More than twenty-five thousand hybrids will be produced for the CMS Tracker Phase Two
Upgrade. The hybrids are assembled with flip-chips, passives and carbon-fibre stiffeners. They will
be glued to their module supports, together with powering and optical transmission hybrids,
making repairs almost impossible. Due to the complexity of the hybrid circuits and the circuit
assembly, production scale testing is a very important aspect. A crate-based scalable test system
was designed to enable a multiplexed test of front-end hybrids. A test card was produced for the 2S
hybrids and two different hybrid test cards are under development.
Ten different front-end hybrid variants for the Compact Muon Solenoid (CMS) Tracker Phase Two
Upgrade for the High-Luminosity Large Hadron Collider (HL-LHC) are currently under
development.

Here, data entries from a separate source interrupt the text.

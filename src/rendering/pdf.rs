//! Single-page PDF writer: the composed page as a DCT image, plus an
//! invisible text layer so the certificate text stays searchable.

use lopdf::content::{Content, Operation};
use lopdf::{dictionary, Document, Object, Stream, StringFormat};

use crate::error::RenderError;
use crate::models::Canvas;

/// Canvas pixels are CSS pixels (96 per inch)
pub const PT_PER_PX: f32 = 0.75;

/// Average Helvetica advance, in em
const HELVETICA_EM: f32 = 0.5;

const WIN_ANSI_HIGH: [(char, u8); 27] = [
    ('€', 0x80), ('‚', 0x82), ('ƒ', 0x83), ('„', 0x84), ('…', 0x85), ('†', 0x86),
    ('‡', 0x87), ('ˆ', 0x88), ('‰', 0x89), ('Š', 0x8A), ('‹', 0x8B), ('Œ', 0x8C),
    ('Ž', 0x8E), ('‘', 0x91), ('’', 0x92), ('“', 0x93), ('”', 0x94), ('•', 0x95),
    ('–', 0x96), ('—', 0x97), ('˜', 0x98), ('™', 0x99), ('š', 0x9A), ('›', 0x9B),
    ('œ', 0x9C), ('ž', 0x9E), ('Ÿ', 0x9F),
];

/// One line of the text layer, positioned in canvas pixels
#[derive(Debug, Clone, PartialEq)]
pub struct TextRun {
    pub content: String,
    /// Left edge
    pub x: f32,
    pub baseline: f32,
    /// Rendered width; the run is stretched to cover it
    pub width: f32,
    pub font_size: f32,
    pub bold: bool,
}

/// Build a one-page PDF sized exactly to `canvas`. `page_jpeg` covers the
/// whole page.
pub fn write_page(
    canvas: Canvas,
    page_jpeg: &[u8],
    runs: &[TextRun],
) -> Result<Vec<u8>, RenderError> {
    let page_w = canvas.width as f32 * PT_PER_PX;
    let page_h = canvas.height as f32 * PT_PER_PX;

    let mut doc = Document::with_version("1.5");
    let pages_id = doc.new_object_id();

    let regular_id = doc.add_object(standard_font("Helvetica"));
    let bold_id = doc.add_object(standard_font("Helvetica-Bold"));

    let image = Stream::new(
        dictionary! {
            "Type" => "XObject",
            "Subtype" => "Image",
            "Width" => canvas.width as i64,
            "Height" => canvas.height as i64,
            "ColorSpace" => "DeviceRGB",
            "BitsPerComponent" => 8,
            "Filter" => "DCTDecode",
        },
        page_jpeg.to_vec(),
    );
    let image_id = doc.add_object(image);

    let mut ops = vec![
        Operation::new("q", vec![]),
        Operation::new(
            "cm",
            vec![page_w.into(), 0.into(), 0.into(), page_h.into(), 0.into(), 0.into()],
        ),
        Operation::new("Do", vec![Object::Name(b"Im0".to_vec())]),
        Operation::new("Q", vec![]),
    ];

    if !runs.is_empty() {
        ops.push(Operation::new("BT", vec![]));
        // render mode 3: neither fill nor stroke
        ops.push(Operation::new("Tr", vec![3.into()]));
        for run in runs {
            ops.extend(text_run_ops(run, page_h));
        }
        ops.push(Operation::new("ET", vec![]));
    }

    let content = Content { operations: ops }
        .encode()
        .map_err(|e| RenderError::PdfEncode(e.to_string()))?;
    let content_id = doc.add_object(Stream::new(lopdf::Dictionary::new(), content));

    let page_id = doc.add_object(dictionary! {
        "Type" => "Page",
        "Parent" => pages_id,
        "MediaBox" => vec![0.into(), 0.into(), page_w.into(), page_h.into()],
        "Contents" => content_id,
        "Resources" => dictionary! {
            "Font" => dictionary! { "F1" => regular_id, "F2" => bold_id },
            "XObject" => dictionary! { "Im0" => image_id },
        },
    });

    doc.objects.insert(
        pages_id,
        Object::Dictionary(dictionary! {
            "Type" => "Pages",
            "Kids" => vec![page_id.into()],
            "Count" => 1,
        }),
    );

    let catalog_id = doc.add_object(dictionary! { "Type" => "Catalog", "Pages" => pages_id });
    doc.trailer.set("Root", catalog_id);
    let info_id = doc.add_object(dictionary! {
        "Producer" => Object::String(b"certforge".to_vec(), StringFormat::Literal),
    });
    doc.trailer.set("Info", info_id);

    let mut out = Vec::new();
    doc.save_to(&mut out)
        .map_err(|e| RenderError::PdfEncode(e.to_string()))?;
    Ok(out)
}

fn standard_font(base: &str) -> lopdf::Dictionary {
    dictionary! {
        "Type" => "Font",
        "Subtype" => "Type1",
        "BaseFont" => base,
        "Encoding" => "WinAnsiEncoding",
    }
}

fn text_run_ops(run: &TextRun, page_h: f32) -> Vec<Operation> {
    let font = if run.bold { "F2" } else { "F1" };
    let size_pt = run.font_size * PT_PER_PX;
    let natural = run.content.chars().count() as f32 * size_pt * HELVETICA_EM;
    let scale = if natural > 0.0 {
        (run.width * PT_PER_PX / natural * 100.0).clamp(10.0, 400.0)
    } else {
        100.0
    };

    vec![
        Operation::new("Tf", vec![Object::Name(font.as_bytes().to_vec()), size_pt.into()]),
        Operation::new("Tz", vec![scale.into()]),
        Operation::new(
            "Tm",
            vec![
                1.into(),
                0.into(),
                0.into(),
                1.into(),
                (run.x * PT_PER_PX).into(),
                (page_h - run.baseline * PT_PER_PX).into(),
            ],
        ),
        Operation::new(
            "Tj",
            vec![Object::String(to_win_ansi(&run.content), StringFormat::Literal)],
        ),
    ]
}

fn to_win_ansi(s: &str) -> Vec<u8> {
    s.chars()
        .map(|c| match c as u32 {
            0x20..=0x7E | 0xA0..=0xFF => c as u8,
            _ => WIN_ANSI_HIGH
                .iter()
                .find(|(ch, _)| *ch == c)
                .map(|(_, b)| *b)
                .unwrap_or(b'?'),
        })
        .collect()
}

fn from_win_ansi(bytes: &[u8]) -> String {
    bytes
        .iter()
        .map(|&b| match b {
            0x80..=0x9F => WIN_ANSI_HIGH
                .iter()
                .find(|(_, code)| *code == b)
                .map(|(ch, _)| *ch)
                .unwrap_or('?'),
            _ => b as char,
        })
        .collect()
}

/// Text layer strings of every page, in content order
pub fn extract_text(pdf: &[u8]) -> Result<Vec<String>, RenderError> {
    let doc = Document::load_mem(pdf).map_err(|e| RenderError::PdfEncode(e.to_string()))?;
    let mut lines = Vec::new();

    for page_id in doc.get_pages().into_values() {
        let raw = doc
            .get_page_content(page_id)
            .map_err(|e| RenderError::PdfEncode(e.to_string()))?;
        let content =
            Content::decode(&raw).map_err(|e| RenderError::PdfEncode(e.to_string()))?;

        for op in content.operations.iter().filter(|op| op.operator == "Tj") {
            if let Some(Object::String(bytes, _)) = op.operands.first() {
                lines.push(from_win_ansi(bytes));
            }
        }
    }

    Ok(lines)
}
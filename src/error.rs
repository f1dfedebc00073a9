use axum::{
    http::StatusCode,
    response::{IntoResponse, Response},
    Json,
};
use serde::Serialize;
use serde_json::json;
use thiserror::Error;

use crate::models::{ArtifactKind, Field, Target};

/// Startup-time configuration problems (layout, template asset, config files)
#[derive(Debug, Error)]
pub enum ConfigError {
    #[error("Failed to read {path}: {source}")]
    Read {
        path: String,
        #[source]
        source: std::io::Error,
    },

    #[error("Layout parse error: {0}")]
    LayoutParse(String),

    #[error("Layout has no entry for target '{0}'")]
    MissingTarget(Target),

    #[error("Layout for target '{target}' is missing field '{field}'")]
    MissingField { target: Target, field: Field },

    #[error("Layout for target '{target}' has invalid canvas {width}x{height}")]
    InvalidCanvas {
        target: Target,
        width: u32,
        height: u32,
    },

    #[error("Overlay template error: {0}")]
    OverlayTemplate(String),

    #[error("Certificate template not found: {0}")]
    TemplateMissing(String),
}

/// A single rejected record field
#[derive(Debug, Clone, PartialEq, Eq, Serialize)]
pub struct FieldError {
    pub field: &'static str,
    pub message: String,
}

/// Malformed record; raised before any rendering resource is touched
#[derive(Debug, Clone, Error)]
#[error("Validation failed: {}", summarize(.errors))]
pub struct ValidationError {
    pub errors: Vec<FieldError>,
}

fn summarize(errors: &[FieldError]) -> String {
    errors
        .iter()
        .map(|e| format!("{}: {}", e.field, e.message))
        .collect::<Vec<_>>()
        .join(", ")
}

#[derive(Debug, Error)]
pub enum RenderError {
    #[error("Certificate template not found: {0}")]
    TemplateNotFound(String),

    #[error("Signature image unreadable: {path}: {reason}")]
    SignatureUnreadable { path: String, reason: String },

    #[error("Render engine unavailable: {0}")]
    EngineUnavailable(String),

    #[error("Overlay error: {0}")]
    Overlay(String),

    #[error("SVG parse error: {0}")]
    SvgParse(String),

    #[error("Failed to allocate pixmap")]
    PixmapAllocation,

    #[error("JPEG encode error: {0}")]
    JpegEncode(String),

    #[error("PDF encode error: {0}")]
    PdfEncode(String),

    #[error("IO error: {0}")]
    Io(#[from] std::io::Error),
}

impl RenderError {
    /// Short machine-readable cause, used in batch reports and API bodies
    pub fn reason(&self) -> &'static str {
        match self {
            RenderError::TemplateNotFound(_) => "TemplateNotFound",
            RenderError::SignatureUnreadable { .. } => "SignatureUnreadable",
            RenderError::EngineUnavailable(_) => "RenderEngineUnavailable",
            _ => "RenderFailed",
        }
    }
}

#[derive(Debug, Error)]
pub enum StorageError {
    #[error("Storage IO error on {path}: {source}")]
    Io {
        path: String,
        #[source]
        source: std::io::Error,
    },

    #[error("No {kind} artifact found for {serial}")]
    NotFound { serial: String, kind: ArtifactKind },

    #[error("Zip error: {0}")]
    Zip(String),
}

impl StorageError {
    pub(crate) fn io(path: &std::path::Path, source: std::io::Error) -> Self {
        StorageError::Io {
            path: path.display().to_string(),
            source,
        }
    }
}

/// Errors from the certificate metadata store
#[derive(Debug, Error)]
pub enum StoreError {
    #[error("Certificate {0} not found")]
    NotFound(String),

    #[error("Certificate with ID {0} already exists")]
    Conflict(String),
}

/// Outcome of a failed certificate operation, as seen by callers of the service
#[derive(Debug, Error)]
pub enum CertificateError {
    #[error(transparent)]
    Validation(#[from] ValidationError),

    #[error(transparent)]
    Render(#[from] RenderError),

    #[error(transparent)]
    Storage(#[from] StorageError),

    #[error(transparent)]
    Store(#[from] StoreError),

    #[error(transparent)]
    Config(#[from] ConfigError),
}

impl CertificateError {
    pub fn reason(&self) -> String {
        match self {
            CertificateError::Validation(_) => "ValidationError".to_string(),
            CertificateError::Render(e) => e.reason().to_string(),
            CertificateError::Storage(_) => "StorageError".to_string(),
            CertificateError::Store(_) => "StoreError".to_string(),
            CertificateError::Config(_) => "ConfigurationError".to_string(),
        }
    }
}

#[derive(Debug, Error)]
pub enum ApiError {
    #[error("{0}")]
    Validation(ValidationError),

    #[error("Bad request: {0}")]
    BadRequest(String),

    #[error("Not found: {0}")]
    NotFound(String),

    #[error("Conflict: {0}")]
    Conflict(String),

    #[error("Rendering error: {0}")]
    Render(#[from] RenderError),

    #[error("Storage error: {0}")]
    Storage(#[from] StorageError),

    #[error("Internal error: {0}")]
    Internal(String),
}

impl From<CertificateError> for ApiError {
    fn from(e: CertificateError) -> Self {
        match e {
            CertificateError::Validation(v) => ApiError::Validation(v),
            CertificateError::Render(r) => ApiError::Render(r),
            CertificateError::Storage(StorageError::NotFound { serial, kind }) => {
                ApiError::NotFound(format!("No {kind} artifact for {serial}"))
            }
            CertificateError::Storage(s) => ApiError::Storage(s),
            CertificateError::Store(StoreError::NotFound(serial)) => {
                ApiError::NotFound(format!("Certificate {serial} not found"))
            }
            CertificateError::Store(StoreError::Conflict(serial)) => {
                ApiError::Conflict(format!("Certificate with ID {serial} already exists"))
            }
            CertificateError::Config(c) => ApiError::Internal(c.to_string()),
        }
    }
}

impl IntoResponse for ApiError {
    fn into_response(self) -> Response {
        let status = match &self {
            ApiError::Validation(_) | ApiError::BadRequest(_) => StatusCode::BAD_REQUEST,
            ApiError::NotFound(_) => StatusCode::NOT_FOUND,
            ApiError::Conflict(_) => StatusCode::CONFLICT,
            ApiError::Render(_) | ApiError::Storage(_) | ApiError::Internal(_) => {
                StatusCode::INTERNAL_SERVER_ERROR
            }
        };

        let body = match &self {
            ApiError::Validation(v) => json!({
                "success": false,
                "message": "Validation error",
                "errors": v.errors,
            }),
            ApiError::Render(e) => json!({
                "success": false,
                "message": "Failed to generate certificate",
                "reason": e.reason(),
                "error": e.to_string(),
            }),
            _ => json!({
                "success": false,
                "message": self.to_string(),
            }),
        };

        if status.is_server_error() {
            tracing::error!(status = status.as_u16(), error = %self, "Request failed");
        }

        (status, Json(body)).into_response()
    }
}
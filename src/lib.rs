//! Certforge - certificate rendering server
//!
//! Binds certificate records onto a raster template through an SVG overlay
//! and exports each certificate as a JPEG preview and a printable PDF.
//! This library exposes modules for integration testing.

pub mod api;
pub mod assets;
pub mod error;
pub mod models;
pub mod rendering;
pub mod server;
pub mod services;

#[cfg(test)]
mod test_support;
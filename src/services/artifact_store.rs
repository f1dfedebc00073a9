//! Rendered artifacts on disk.
//!
//! Files are named `certificate_<unixMillis>_<serialNumber>.<ext>` and never
//! overwritten. The artifact with the highest timestamp for a serial number
//! and kind is the current one. Writes land in a hidden partial file and are
//! renamed into place, so a failed write never becomes current.

use chrono::{DateTime, Utc};
use std::path::{Path, PathBuf};
use std::sync::{Arc, Mutex as StdMutex, MutexGuard, PoisonError};
use std::time::Duration;
use tokio::sync::Mutex;

use crate::error::StorageError;
use crate::models::{ArtifactKind, RenderArtifact};

const STORED_PREFIX: &str = "certificate_";
const TEMP_PREFIX: &str = "temp_";
const PARTIAL_PREFIX: &str = ".partial_";

/// Temp files younger than this are assumed to be mid-stream
pub const TEMP_GRACE: Duration = Duration::from_secs(60);

struct ParsedName<'a> {
    millis: i64,
    serial: &'a str,
    kind: ArtifactKind,
}

fn parse_name<'a>(name: &'a str, prefix: &str) -> Option<ParsedName<'a>> {
    let (stem, ext) = name.rsplit_once('.')?;
    let kind = ArtifactKind::from_extension(ext)?;
    let (millis, serial) = stem.strip_prefix(prefix)?.split_once('_')?;
    if millis.is_empty() || !millis.bytes().all(|b| b.is_ascii_digit()) || serial.is_empty() {
        return None;
    }
    Some(ParsedName {
        millis: millis.parse().ok()?,
        serial,
        kind,
    })
}

fn file_name(prefix: &str, millis: i64, serial: &str, kind: ArtifactKind) -> String {
    format!("{prefix}{millis}_{serial}.{}", kind.extension())
}

fn timestamp(millis: i64) -> DateTime<Utc> {
    DateTime::from_timestamp_millis(millis).unwrap_or_else(Utc::now)
}

/// A temporary artifact, deleted when dropped
#[derive(Debug)]
pub struct TempArtifact {
    path: PathBuf,
    pub kind: ArtifactKind,
    pub serial_number: String,
}

impl TempArtifact {
    pub fn path(&self) -> &Path {
        &self.path
    }

    pub async fn read(&self) -> Result<Vec<u8>, StorageError> {
        tokio::fs::read(&self.path)
            .await
            .map_err(|e| StorageError::io(&self.path, e))
    }
}

impl Drop for TempArtifact {
    fn drop(&mut self) {
        match std::fs::remove_file(&self.path) {
            Ok(()) => tracing::debug!(path = %self.path.display(), "Removed temporary artifact"),
            Err(e) if e.kind() == std::io::ErrorKind::NotFound => {}
            Err(e) => tracing::warn!(
                path = %self.path.display(),
                error = %e,
                "Failed to remove temporary artifact"
            ),
        }
    }
}

#[derive(Default)]
struct WriteState {
    /// Set once the awaiting caller is gone
    abandoned: bool,
    renamed: Option<PathBuf>,
}

fn lock_state(state: &StdMutex<WriteState>) -> MutexGuard<'_, WriteState> {
    state.lock().unwrap_or_else(PoisonError::into_inner)
}

fn remove_quietly(path: &Path) {
    match std::fs::remove_file(path) {
        Ok(()) => tracing::debug!(path = %path.display(), "Removed abandoned write"),
        Err(e) if e.kind() == std::io::ErrorKind::NotFound => {}
        Err(e) => tracing::warn!(path = %path.display(), error = %e, "Failed to remove abandoned write"),
    }
}

/// Cleans up a write whose caller went away before it finished
struct PendingWrite {
    partial: PathBuf,
    state: Arc<StdMutex<WriteState>>,
    armed: bool,
}

impl PendingWrite {
    fn new(partial: PathBuf) -> Self {
        Self {
            partial,
            state: Arc::new(StdMutex::new(WriteState::default())),
            armed: true,
        }
    }

    fn disarm(&mut self) {
        self.armed = false;
    }
}

impl Drop for PendingWrite {
    fn drop(&mut self) {
        if !self.armed {
            return;
        }
        let mut state = lock_state(&self.state);
        state.abandoned = true;
        // A write still in flight sees the flag and removes its own partial
        remove_quietly(&self.partial);
        if let Some(renamed) = state.renamed.take() {
            remove_quietly(&renamed);
        }
    }
}

/// Content directory holding every rendered certificate file
pub struct ArtifactStore {
    dir: PathBuf,
    /// Serializes name selection and rename-into-place
    naming: Mutex<()>,
}
pub mod compositor;
pub mod engine;
pub mod jpeg;
pub mod overlay;
pub mod pdf;

pub use compositor::{ComposeSettings, Compositor, TemplateImage};
pub use engine::{EngineLauncher, Rasterized, RenderEngine, SvgEngine, SvgEngineLauncher, TextBox};
pub use overlay::{FieldRenderer, Overlay, OverlaySignature, OverlayText, SignatureImage, SignatureSource};
use axum::{
    body::Bytes,
    extract::{rejection::JsonRejection, Path, Query, State},
    http::StatusCode,
    response::{IntoResponse, Json},
};
use serde::{Deserialize, Serialize};
use std::sync::Arc;

use super::ApiResponse;
use crate::error::ApiError;
use crate::models::{
    ArtifactKind, BatchResult, CertificateFilter, CertificateRecord, CertificateUpdate,
    RenderArtifact, StoredCertificate,
};
use crate::services::{CertificateService, GeneratedCertificate};

/// Public URL prefix of the content directory
pub const CONTENT_URL_PREFIX: &str = "/certificates";

/// A generated certificate with links to its files
#[derive(Debug, Serialize)]
#[serde(rename_all = "camelCase")]
pub struct CertificateResponse {
    #[serde(flatten)]
    pub generated: GeneratedCertificate,
    pub image_url: String,
    pub pdf_url: String,
}

impl From<GeneratedCertificate> for CertificateResponse {
    fn from(generated: GeneratedCertificate) -> Self {
        Self {
            image_url: content_url(&generated.raster),
            pdf_url: content_url(&generated.pdf),
            generated,
        }
    }
}

fn content_url(artifact: &RenderArtifact) -> String {
    format!("{CONTENT_URL_PREFIX}/{}", artifact.file_name())
}

/// Create a certificate and render it. A `signatureImagePath` in the body
/// refers to a file uploaded for this request.
pub async fn handle_create(
    State(service): State<Arc<CertificateService>>,
    body: Result<Json<CertificateRecord>, JsonRejection>,
) -> Result<impl IntoResponse, ApiError> {
    let Json(record) = body.map_err(|e| ApiError::BadRequest(e.body_text()))?;

    tracing::info!(serial = %record.serial_number, "Create certificate request");
    let generated = service.create_certificate(record).await?;

    Ok((
        StatusCode::CREATED,
        Json(ApiResponse::ok(
            "Certificate created successfully",
            CertificateResponse::from(generated),
        )),
    ))
}

/// List certificates, optionally filtered by `activity`, `participantName`
/// and `examinerName` substrings
pub async fn handle_list(
    State(service): State<Arc<CertificateService>>,
    Query(filter): Query<CertificateFilter>,
) -> Result<Json<ApiResponse<Vec<StoredCertificate>>>, ApiError> {
    let certificates = service.search(&filter).await?;
    Ok(Json(ApiResponse::data(certificates)))
}

pub async fn handle_activities(
    State(service): State<Arc<CertificateService>>,
) -> Result<Json<ApiResponse<Vec<String>>>, ApiError> {
    let activities = service.activities().await?;
    Ok(Json(ApiResponse::data(activities)))
}

/// Change fields of a stored certificate and render it again
pub async fn handle_update(
    State(service): State<Arc<CertificateService>>,
    Path(serial): Path<String>,
    body: Result<Json<CertificateUpdate>, JsonRejection>,
) -> Result<Json<ApiResponse<CertificateResponse>>, ApiError> {
    let Json(update) = body.map_err(|e| ApiError::BadRequest(e.body_text()))?;

    tracing::info!(serial = %serial, "Update certificate request");
    let generated = service.update_certificate(&serial, update).await?;
    Ok(Json(ApiResponse::ok(
        "Certificate updated successfully",
        generated.into(),
    )))
}

pub async fn handle_get(
    State(service): State<Arc<CertificateService>>,
    Path(serial): Path<String>,
) -> Result<Json<ApiResponse<StoredCertificate>>, ApiError> {
    let certificate = service.get(&serial).await?;
    Ok(Json(ApiResponse::data(certificate)))
}

pub async fn handle_regenerate(
    State(service): State<Arc<CertificateService>>,
    Path(serial): Path<String>,
) -> Result<Json<ApiResponse<CertificateResponse>>, ApiError> {
    tracing::info!(serial = %serial, "Regenerate request");
    let generated = service.regenerate(&serial).await?;
    Ok(Json(ApiResponse::ok(
        "Certificate regenerated successfully",
        generated.into(),
    )))
}

#[derive(Debug, Serialize)]
#[serde(rename_all = "camelCase")]
pub struct DeleteResponse {
    pub removed_files: usize,
}

pub async fn handle_delete(
    State(service): State<Arc<CertificateService>>,
    Path(serial): Path<String>,
) -> Result<Json<ApiResponse<DeleteResponse>>, ApiError> {
    let removed_files = service.delete_certificate(&serial).await?;
    Ok(Json(ApiResponse::ok(
        "Certificate deleted successfully",
        DeleteResponse { removed_files },
    )))
}

#[derive(Debug, Default, Deserialize)]
#[serde(rename_all = "camelCase")]
pub struct BatchRequest {
    /// Stored serial numbers to render; all stored records when absent
    #[serde(default)]
    pub serial_numbers: Option<Vec<String>>,
    #[serde(default)]
    pub kind: Option<ArtifactKind>,
}

impl BatchRequest {
    /// An empty body asks for every stored record as JPEG
    pub fn from_body(body: &[u8]) -> Result<Self, ApiError> {
        if body.iter().all(u8::is_ascii_whitespace) {
            return Ok(Self::default());
        }
        serde_json::from_slice(body)
            .map_err(|e| ApiError::BadRequest(format!("Invalid batch request: {e}")))
    }
}

/// Render many stored certificates; per-record failures are reported in the body
pub async fn handle_batch(
    State(service): State<Arc<CertificateService>>,
    body: Bytes,
) -> Result<Json<ApiResponse<BatchResult>>, ApiError> {
    let request = BatchRequest::from_body(&body)?;
    let kind = request.kind.unwrap_or(ArtifactKind::Raster);

    let result = service
        .generate_batch(request.serial_numbers.as_deref(), kind)
        .await?;

    let message = format!(
        "{} generated, {} failed",
        result.succeeded.len(),
        result.failed.len()
    );
    Ok(Json(ApiResponse::ok(&message, result)))
}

The upgraded Tracker is based on two main types of modules, the strip-strip (2S) and
the pixel-strip (PS). The 2S modules contain two parallel strip sensors of 10 × 10 cm2 and two
front-end hybrids connected to a service hybrid. The PS modules contain a strip sensor and a macro
pixelated strip sensor of 5 × 10 cm2 and two front-end hybrids connected to a power and a data
service hybrid. These modules require state of the art High Density Interconnect (HDI) front-end
hybrids assembled with fine pitch flip-chip front-end ASICs, connectors and passives.
The 2S front-end hybrids interface through a fine pitch connector with a service hybrid that contains
the power conversion and a Versatile Link Plus (VTRX+) based optical link connecting to the back-
end systems. The PS hybrids have an additional interface with a Macro-Pixel Sensor ASIC
assembly block (MAPSA) which is located externally. The proposed system tests the hybrids
through these interfaces.
The test infrastructure is based on a 3U 19-inch sub-rack with custom developed multiplexer
backplanes enabling the testing of twelve hybrid circuits in one crate. The backplanes are designed
to multiplex high speed differential signals, USB, control lines and distribute power. Each sub-rack
can fit three backplanes interconnected in series enabling the test with twelve hybrid plug-in cards.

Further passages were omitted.